It’s within the digital universe that Huffington fashioned her own image, shot to fame, and dramatically expanded the popularity and reach of her publication. 

Yet, for all that she is also well acquainted with the darker side of digital.

And it was a theme she spoke passionately about during her presentation at Advertising Week recently held in Toronto.

“We need to use technology, not to be used by it,” said The Huffington Post’s founder and editor-in-chief.

She rued that information workers are allowing tech tools and devices to infiltrate every aspect of their life, every moment of the day – and in the process steadily eroding their health, well-being and balance.  “Many of us have unwittingly become so addicted to our devices that we can’t sleep without our BlackBerries and iPhones by our bed.”

Technology, she said, is making us obsessive. “Surrounded by devices, we haven’t really learned how to disconnect when we need to.”

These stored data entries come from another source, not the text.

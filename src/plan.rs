//! # Plan: the public entry point
//!
//! Ties the logic planner, reshape operators and 1D executors together
//! into the object an application actually calls `forward`/`backward` on
//! (spec §4.6, §6, §9). A [`Plan`] is built once per domain/partition/axis
//! combination and reused across many transform calls; there is no
//! separate destroy step; resources are released on [`Drop`] the ordinary
//! Rust way.
use mpi::topology::{Communicator, SimpleCommunicator};
use num_complex::Complex;
use num_traits::FromPrimitive;

use crate::box3::Box3;
use crate::error::Error;
use crate::executor::{Backend, C2CExecutor, R2CExecutor, Real};
use crate::options::Options;
use crate::partition::Partition;
use crate::pipeline;
use crate::planner::{self, LogicPlan};
use crate::reshape::{ReshapeOp, Transport};
use crate::scale::{self, Scaling};
use crate::wire::HasComplexWire;

enum FirstStage<T: Real> {
    C2C(C2CExecutor<T>),
    R2C(R2CExecutor<T>),
}

/// A constructed 3D FFT plan over a fixed MPI group, input/output
/// partition pair and (optional) R2C axis.
pub struct Plan<T: Real> {
    comm: SimpleCommunicator,
    my_rank: usize,
    logic: LogicPlan,
    l3_prime: Partition,
    r0_fwd: ReshapeOp,
    r0_bwd: ReshapeOp,
    r1_fwd: ReshapeOp,
    r1_bwd: ReshapeOp,
    r2_fwd: ReshapeOp,
    r2_bwd: ReshapeOp,
    r3_fwd: ReshapeOp,
    r3_bwd: ReshapeOp,
    /// Real-valued L0 -> real-preimage-of-L1 reshape, present only when
    /// this plan has an R2C axis.
    r0_real_fwd: Option<ReshapeOp>,
    r0_real_bwd: Option<ReshapeOp>,
    exec0: FirstStage<T>,
    exec1: C2CExecutor<T>,
    exec2: C2CExecutor<T>,
    size_workspace: usize,
}
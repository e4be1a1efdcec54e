//! cargo mpirun --np 8 --example s4_r2c_round_trip
//!
//! 8 ranks, global box {(0,0,0),(15,15,15)}, R2C axis 2. A symmetric-scaled
//! forward followed by a symmetric-scaled backward recovers the input.
use distfft3d::{Backend, Box3, Options, Partition, Plan, Scaling};
use mpi::topology::Communicator;
use num_complex::Complex;

fn main() {
    let universe = mpi::initialize().unwrap();
    let world = universe.world();
    assert_eq!(world.size(), 8, "run with 8 processors");
    let rank = world.rank() as usize;

    let g_in = Box3::new([0, 0, 0], [15, 15, 15]);
    let g_out = Box3::new([0, 0, 0], [15, 15, 8]); // hermitian_half_len(16) = 9
    let p_in = Partition::pencil(&g_in, 2, 8, [0, 1, 2]);
    let p_out = Partition::pencil(&g_out, 0, 8, [0, 1, 2]);

    let plan = Plan::<f64>::new(
        world,
        g_in,
        g_out,
        p_in.clone(),
        p_out,
        Some(2),
        Backend::RustFft,
        Options::default(),
    )
    .expect("plan construction");

    let my_box = *p_in.rank_box(rank);
    let local = crate_local_shape(&my_box);
    let mut input = vec![0.0_f64; plan.size_inbox()];
    for i in 0..local[2] {
        for j in 0..local[1] {
            for k in 0..local[0] {
                let g = global_of(&my_box, [k, j, i]);
                let flat = (k * local[1] + j) * local[2] + i;
                input[flat] = g[0] as f64 + 4.0 * g[1] as f64 + 16.0 * g[2] as f64;
            }
        }
    }

    let mut spectrum = vec![Complex::new(0.0, 0.0); plan.size_outbox()];
    plan.forward_r2c(&input, &mut spectrum, Scaling::Symmetric).expect("forward");

    let mut roundtrip = vec![0.0_f64; plan.size_inbox()];
    plan.backward_r2c(&spectrum, &mut roundtrip, Scaling::Symmetric).expect("backward");

    for (a, b) in input.iter().zip(roundtrip.iter()) {
        assert!((a - b).abs() < 1e-9, "round trip mismatch: {a} vs {b}");
    }
}

fn crate_local_shape(b: &Box3) -> [usize; 3] {
    let shape = b.shape();
    let order = b.order();
    [shape[order[2]], shape[order[1]], shape[order[0]]]
}

fn global_of(b: &Box3, local: [usize; 3]) -> [i64; 3] {
    let lo = b.lo();
    let order = b.order();
    let mut g = [0i64; 3];
    g[order[2]] = lo[order[2]] + local[0] as i64;
    g[order[1]] = lo[order[1]] + local[1] as i64;
    g[order[0]] = lo[order[0]] + local[2] as i64;
    g
}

Other top names in the publishing world today are making the same point.

Huffington recalled her recent conversation with Heather Reisman, CEO of Indigo Books. “She said something profoundly true: that technology, right now, is moving ahead of social adaptation.”

At a practical level this phenomenon is taking a tragic toll on our health and well-being.

Sleep deprivation among information workers, Huffington warned, is becoming an epidemic. “And the more sleep deprived we are, the less healthy, happy, and productive we are.”

She cited a University of Michigan study that found getting just a little extra sleep each night has a far more beneficial impact on a person’s state of mind than a huge increase in income.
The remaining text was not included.